The New UK Crown Prosecution Service Guidelines on “Hate Crime”: Thoughts and Suggestions

Background

Yesterday, Alison Saunders, the Director of Public Prosecutions, announced updated and expanded “guidelines” on how the Crown Prosecution Service will deal with so-called “hate crime”. These new guidelines have been heavily criticized as, in effect, creating new and tyrannical law, despite the fact that the guidelines are neither primary nor secondary legislation.

In this blog post, I examine only those aspects of relevance to socio-political tweeting etc, meaning in practice those with a racial or religious element.

Part of the concern around the guidelines revolves around Alison Saunders herself. Many regard her as a sinister though incompetent figure, a “graduate” (member) of the pervasive and infiltrative organization (some say “cult”) called Common Purpose. In 2013, when Alison Saunders was CPS chief for the London area, a Freedom of Information request was made as to her connection with Common Purpose. At first, the reply was affirmative, but that was then altered to negative:

https://www.whatdotheyknow.com/request/alison_saundersgraduate_of_commohttps://www.whatdotheyknow.com/request/alison_saundersgraduate_of_commo

The answer is relevant to the new CPS guidelines because the motto of Common Purpose is “Leading Beyond Authority”. In other words, the citizens of the UK cannot rely any more on law or decent public administration, because organizations such as the CPS, full of “CP” “graduates”, will, it is suspected, manipulate the regulations etc in order to achieve a desired (by them) result.

Definition of “Hate Crime”

It is vital to note that there is no statutory (or accepted Common Law) definition of “hate crime”:

“A hate crime law is a law intended to deter bias-motivated violence. Hate crime laws are distinct from laws against hate speech: hate crime laws enhance the penalties associated with conduct which is already criminal under other laws.” [Wikipedia]
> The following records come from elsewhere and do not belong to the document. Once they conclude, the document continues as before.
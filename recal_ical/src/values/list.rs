use std::ops::Deref;

use itertools::Itertools;

use nom::combinator::map;
use nom::multi::separated_list1;

use crate::grammar::comma;

use crate::{ICalendarEntity, ParserInput, ParserResult};

/// Parses and serializes a comma separated list of values.
///
/// Element order is preserved exactly as parsed so that a parse -> render ->
/// parse round trip yields an identical value.
///
/// # Examples
///
/// ```rust
/// use recal_ical::values::list::List;
/// use recal_ical::values::integer::Integer;
/// use recal_ical::ICalendarEntity;
///
/// let (remaining, parsed_list) = List::<Integer>::parse_ical("10,2,30;X".into()).unwrap();
///
/// assert_eq!(remaining.to_string(), String::from(";X"));
/// assert_eq!(parsed_list, List(vec![Integer(10), Integer(2), Integer(30)]));
///
/// assert_eq!(parsed_list.render_ical(), String::from("10,2,30"));
/// ```
#[derive(Debug, Clone, Eq, PartialEq, Hash)]
pub struct List<T>(pub Vec<T>)
where
    T: std::fmt::Debug + Clone + ICalendarEntity + Eq + PartialEq + std::hash::Hash,
;

impl<T> Deref for List<T>
where
    T: std::fmt::Debug + Clone + ICalendarEntity + Eq + PartialEq + std::hash::Hash,
{
    type Target = Vec<T>;

    fn deref(&self) -> &Self::Target {
        &self.0
    }
}

impl<T> ICalendarEntity for List<T>
where
    T: std::fmt::Debug + Clone + ICalendarEntity + Eq + PartialEq + std::hash::Hash,
{
    fn parse_ical(input: ParserInput) -> ParserResult<Self>
    where
        Self: Sized
    {
        map(
            separated_list1(comma, T::parse_ical),
            List,
        )(input)
    }

    fn render_ical(&self) -> String {
        self.0
            .iter()
            .map(|value| value.render_ical())
            .join(",")
    }
}

impl<T> std::str::FromStr for List<T>
where
    T: std::fmt::Debug + Clone + ICalendarEntity + Eq + PartialEq + std::hash::Hash,
{
    type Err = String;

    fn from_str(input: &str) -> Result<Self, Self::Err> {
        let parser_result = nom::combinator::all_consuming(Self::parse_ical)(input.into());

        match parser_result {
            Ok((_remaining, value)) => Ok(value),

            Err(error) => {
                match error {
                    nom::Err::Error(error) | nom::Err::Failure(error) => {
                        Err(crate::convert_error(input, error))
                    }

                    _ => Err(error.to_string()),
                }
            }
        }
    }
}

impl<T> std::fmt::Display for List<T>
where
    T: std::fmt::Debug + Clone + ICalendarEntity + Eq + PartialEq + std::hash::Hash,
{
    fn fmt(&self, f: &mut std::fmt::Formatter<'_>) -> std::fmt::Result {
        write!(f, "{}", self.render_ical())
    }
}

impl<T> From<Vec<T>> for List<T>
where
    T: std::fmt::Debug + Clone + ICalendarEntity + Eq + PartialEq + std::hash::Hash,
{
    fn from(value: Vec<T>) -> Self {
        List(value)
    }
}

impl<T> IntoIterator for List<T>
where
    T: std::fmt::Debug + Clone + ICalendarEntity + Eq + PartialEq + std::hash::Hash,
{
    type Item = T;
    type IntoIter = std::vec::IntoIter<T>;

    fn into_iter(self) -> Self::IntoIter {
        self.0.into_iter()
    }
}

impl<'a, T> IntoIterator for &'a List<T>
where
    T: std::fmt::Debug + Clone + ICalendarEntity + Eq + PartialEq + std::hash::Hash,
{
    type Item = &'a T;
    type IntoIter = std::slice::Iter<'a, T>;

    fn into_iter(self) -> Self::IntoIter {
        self.0.iter()
    }
}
Wikipedia continues: “For England, Wales, and Scotland, the Crime and Disorder Act 1998 makes hateful behaviour towards a victim based on the victim’s membership (or presumed membership) in a racial group or a religious group an aggravation in sentencing for specified crimes.”

In other words, there must first be a crime as designated by law and only then can that alleged crime (if one of those “specified”, i.e. assault, criminal damage, offences under the Public Order Act 1986, and offences under the Protection from Harassment Act 1997) be treated by the police and CPS as a “hate crime.” The new guidelines reflect that existing position:

“The police and the CPS have agreed the following definition for identifying and flagging hate crimes:

“Any criminal offence which is perceived by the victim or any other person, to be motivated by hostility or prejudice, based on a person’s disability or perceived disability; race or perceived race; or religion or perceived religion; or sexual orientation or perceived sexual orientation or a person who is transgender or perceived to be transgender.”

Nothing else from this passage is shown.